There are times when my kids and I would plan a weekend “day of fun” and make sure to document what we did so we can share it with my husband. We would also schedule a regular time to chat or call their daddy so we have something to look forward to.
Get Support. I know I can’t do everything on my own and it’s an undeniable blessing to have the support of extended family, friends, and community to help out as necessary. During these times, my mom becomes my lifeline. She would stay over at our house as often as she can to help out with the kids. I also take advantage of this opportunity to learn new marriage and parenting insights from our mother-daughter chats.
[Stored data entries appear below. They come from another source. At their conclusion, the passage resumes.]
fn main() -> Result<(), anyhow::Error> {
    println!("cargo:rerun-if-changed=proto/workload.proto");

    let mut proto_config = prost_build::Config::new();
    proto_config.bytes(["."]);

    let file_descriptors = protox::compile(["workload.proto"], ["proto"])?;

    // The server half backs the in-process fake Workload API used by tests.
    tonic_prost_build::configure()
        .build_client(true)
        .build_server(true)
        .compile_fds_with_config(file_descriptors, proto_config)?;

    Ok(())
}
Stay Connected.Being apart is not an excuse at all to neglect each other’s emotional needs. It is quite important to put effort into keeping our marriage intact even if one spouse if away. With technology nowadays, there are so many ways to stay connected, so there’s no excuse not to talk or update each other. Noli and I would make sure to take photos of our separate activities and to give quick updates via chat or SMS. Of course, we also make the effort to greet each other the moment we wake up, check on each other at random times of the day, and even before bedtime despite being in different time zones.
Make Time for ‘Me-Time.’ When my husband is away, I make sure to give myself a break, like making plans to meet with friends, schedule a trip to the spa or the salon, read a good book, or watch a “feel good” movie once the kids are asleep. Spending a bit of quality time for myself gives me a sense of well-being and allows me the opportunity to look and feel good in time for my husband’s return.
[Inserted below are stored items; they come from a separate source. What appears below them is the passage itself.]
//! JWT-SVIDs.
//!
//! Tokens handed out by the Workload API are parsed without verification;
//! [`crate::validator::validate`] performs the signature and claim checks
//! against a bundle set.

use std::fmt;
use std::str::FromStr;

use base64ct::{Base64UrlUnpadded, Encoding as _};
use jsonwebtoken::{DecodingKey, Validation};
use serde::{de, Deserialize, Deserializer};
use time::OffsetDateTime;
use zeroize::Zeroize;

use crate::bundle::jwt::JwtBundle;
use crate::spiffe_id::{SpiffeId, SpiffeIdError};
use crate::svid::Document;
use crate::validator::SignatureError;

const MAX_AUDIENCE_ENTRIES: usize = 32;
const MAX_SEGMENT_LEN: usize = 64 * 1024;

/// Signature algorithms allowed by the JWT-SVID profile.
#[derive(Debug, Clone, Copy, Eq, PartialEq)]
#[allow(missing_docs)]
pub enum JwtAlg {
    RS256,
    RS384,
    RS512,
    ES256,
    ES384,
    PS256,
    PS384,
    PS512,
}

impl FromStr for JwtAlg {
    type Err = JwtSvidError;

    fn from_str(s: &str) -> Result<Self, Self::Err> {
        Ok(match s {
            "RS256" => Self::RS256,
            "RS384" => Self::RS384,
            "RS512" => Self::RS512,
            "ES256" => Self::ES256,
            "ES384" => Self::ES384,
            "PS256" => Self::PS256,
            "PS384" => Self::PS384,
            "PS512" => Self::PS512,
            _ => return Err(JwtSvidError::UnsupportedAlgorithm),
        })
    }
}

impl From<JwtAlg> for jsonwebtoken::Algorithm {
    fn from(alg: JwtAlg) -> Self {
        match alg {
            JwtAlg::RS256 => Self::RS256,
            JwtAlg::RS384 => Self::RS384,
            JwtAlg::RS512 => Self::RS512,
            JwtAlg::ES256 => Self::ES256,
            JwtAlg::ES384 => Self::ES384,
            JwtAlg::PS256 => Self::PS256,
            JwtAlg::PS384 => Self::PS384,
            JwtAlg::PS512 => Self::PS512,
        }
    }
}

/// Failure to parse a JWT-SVID.
#[derive(Debug, thiserror::Error)]
#[non_exhaustive]
pub enum JwtSvidError {
    /// Not three dot-separated parts.
    #[error("malformed jwt token: expected 3 dot-separated parts")]
    InvalidJwtFormat,

    /// A part is not base64url, or is oversized.
    #[error("malformed jwt token: invalid base64url encoding")]
    InvalidBase64,

    /// Header or claims are not the expected JSON.
    #[error("malformed jwt token: invalid json")]
    InvalidJson(#[source] serde_json::Error),

    /// `typ` present but neither `JWT` nor `JOSE`.
    #[error("token header 'typ' should be 'JWT' or 'JOSE'")]
    InvalidTyp,

    /// `alg` outside the JWT-SVID profile.
    #[error("algorithm in 'alg' header is not supported")]
    UnsupportedAlgorithm,

    /// No `kid` header.
    #[error("token header 'kid' not found")]
    MissingKeyId,

    /// `sub` is not a SPIFFE ID.
    #[error("invalid spiffe_id in token 'sub' claim")]
    InvalidSubject(#[from] SpiffeIdError),

    /// `exp` is out of range.
    #[error("invalid token expiration ('exp') claim")]
    InvalidExpiration,
}

#[derive(Clone, Eq, PartialEq, Zeroize)]
#[zeroize(drop)]
struct Token(String);

impl fmt::Debug for Token {
    fn fmt(&self, f: &mut fmt::Formatter<'_>) -> fmt::Result {
        f.write_str("Token(..)")
    }
}

#[derive(Deserialize)]
struct Header {
    alg: String,
    #[serde(default)]
    kid: Option<String>,
    #[serde(default)]
    typ: Option<String>,
}

#[derive(Debug, Clone, Eq, PartialEq, Deserialize)]
struct Claims {
    sub: String,
    #[serde(deserialize_with = "audience")]
    aud: Vec<String>,
    exp: i64,
}

/// A JWT-SVID: a signed token asserting a SPIFFE ID to a set of audiences.
#[derive(Debug, Clone, PartialEq, Eq)]
pub struct JwtSvid {
    spiffe_id: SpiffeId,
    audience: Vec<String>,
    expiry: OffsetDateTime,
    key_id: String,
    alg: JwtAlg,
    hint: Option<String>,
    token: Token,
}

impl JwtSvid {
    /// Parses a token without verifying its signature.
    ///
    /// # Errors
    ///
    /// Returns a [`JwtSvidError`] if the token is not a well-formed JWT-SVID.
    pub fn parse_insecure(token: &str) -> Result<Self, JwtSvidError> {
        let mut parts = token.split('.');
        let (Some(header), Some(claims), Some(_signature), None) =
            (parts.next(), parts.next(), parts.next(), parts.next())
        else {
            return Err(JwtSvidError::InvalidJwtFormat);
        };

        let header: Header =
            serde_json::from_slice(&decode_segment(header)?).map_err(JwtSvidError::InvalidJson)?;
        let claims: Claims =
            serde_json::from_slice(&decode_segment(claims)?).map_err(JwtSvidError::InvalidJson)?;

        if !matches!(header.typ.as_deref(), None | Some("JWT" | "JOSE")) {
            return Err(JwtSvidError::InvalidTyp);
        }
        let alg = header.alg.parse()?;
        let key_id = header.kid.ok_or(JwtSvidError::MissingKeyId)?;
        let spiffe_id = SpiffeId::new(&claims.sub)?;
        let expiry = OffsetDateTime::from_unix_timestamp(claims.exp)
            .map_err(|_| JwtSvidError::InvalidExpiration)?;

        Ok(Self {
            spiffe_id,
            audience: claims.aud,
            expiry,
            key_id,
            alg,
            hint: None,
            token: Token(token.to_owned()),
        })
    }

    pub(crate) fn with_hint(mut self, hint: String) -> Self {
        self.hint = (!hint.is_empty()).then_some(hint);
        self
    }

    /// The compact serialized token.
    pub fn token(&self) -> &str {
        &self.token.0
    }

    /// The `sub` claim.
    pub fn spiffe_id(&self) -> &SpiffeId {
        &self.spiffe_id
    }

    /// The `aud` claim, in issue order.
    pub fn audience(&self) -> &[String] {
        &self.audience
    }

    /// The `exp` claim.
    pub fn expiry(&self) -> OffsetDateTime {
        self.expiry
    }

    /// The `kid` header.
    pub fn key_id(&self) -> &str {
        &self.key_id
    }

    /// The `alg` header.
    pub fn alg(&self) -> JwtAlg {
        self.alg
    }

    /// Operator-provided hint attached by the Workload API, if any.
    pub fn hint(&self) -> Option<&str> {
        self.hint.as_deref()
    }
}

impl FromStr for JwtSvid {
    type Err = JwtSvidError;

    fn from_str(token: &str) -> Result<Self, Self::Err> {
        Self::parse_insecure(token)
    }
}

impl Document for JwtSvid {
    type Bundle = JwtBundle;

    fn spiffe_id(&self) -> &SpiffeId {
        &self.spiffe_id
    }

    fn expiry(&self) -> OffsetDateTime {
        self.expiry
    }

    fn audience(&self) -> &[String] {
        &self.audience
    }

    fn verify_signature(&self, bundle: &JwtBundle) -> Result<(), SignatureError> {
        let authority = bundle
            .find_authority(&self.key_id)
            .ok_or_else(|| SignatureError::AuthorityNotFound(self.key_id.clone()))?;
        let jwk = authority
            .jwk()
            .map_err(|e| SignatureError::InvalidAuthority(e.to_string()))?;
        let key = DecodingKey::from_jwk(&jwk)?;

        // Expiry and audience are checked by the validator in a fixed order.
        let mut validation = Validation::new(self.alg.into());
        validation.validate_exp = false;
        validation.validate_aud = false;
        validation.required_spec_claims.clear();

        jsonwebtoken::decode::<serde_json::Value>(self.token(), &key, &validation)?;
        Ok(())
    }
}

fn decode_segment(segment: &str) -> Result<Vec<u8>, JwtSvidError> {
    if segment.len() > MAX_SEGMENT_LEN * 4 / 3 {
        return Err(JwtSvidError::InvalidBase64);
    }
    Base64UrlUnpadded::decode_vec(segment).map_err(|_| JwtSvidError::InvalidBase64)
}

// `aud` may be a single string or an array; arrays are capped.
fn audience<'de, D>(deserializer: D) -> Result<Vec<String>, D::Error>
where
    D: Deserializer<'de>,
{
    struct AudienceVisitor;

    impl<'de> de::Visitor<'de> for AudienceVisitor {
        type Value = Vec<String>;

        fn expecting(&self, f: &mut fmt::Formatter<'_>) -> fmt::Result {
            f.write_str("string or sequence of strings")
        }

        fn visit_str<E: de::Error>(self, v: &str) -> Result<Self::Value, E> {
            Ok(vec![v.to_owned()])
        }

        fn visit_seq<S: de::SeqAccess<'de>>(self, mut seq: S) -> Result<Self::Value, S::Error> {
            let mut entries = Vec::new();
            while let Some(entry) = seq.next_element::<String>()? {
                if entries.len() == MAX_AUDIENCE_ENTRIES {
                    return Err(de::Error::custom(format!(
                        "JWT `aud` claim has too many entries (max {MAX_AUDIENCE_ENTRIES})"
                    )));
                }
                entries.push(entry);
            }
            Ok(entries)
        }
    }

    deserializer.deserialize_any(AudienceVisitor)
}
Stay Positive. It’s quite normal to feel worn out by a spouse’s frequent and prolonged absences but at the end of the day, I give myself a pat on the back for doing the best I can to be a supportive wife, a loving mother, and a productive career woman. Staying positive while facing a tough situation will have a positive effect as well on our kids and on our marital relationship.
Through it all, being on my own helps me grow more as a woman. It gives me time to reflect on how I can be a better person and allows me to discover strengths I never knew I had. And of course, what keeps me going is the excitement and anticipation of having my husband come back to me. It’s a perfect reason to celebrate and renew our bond. After all, as the saying goes,“absence makes the heart grow fonder.”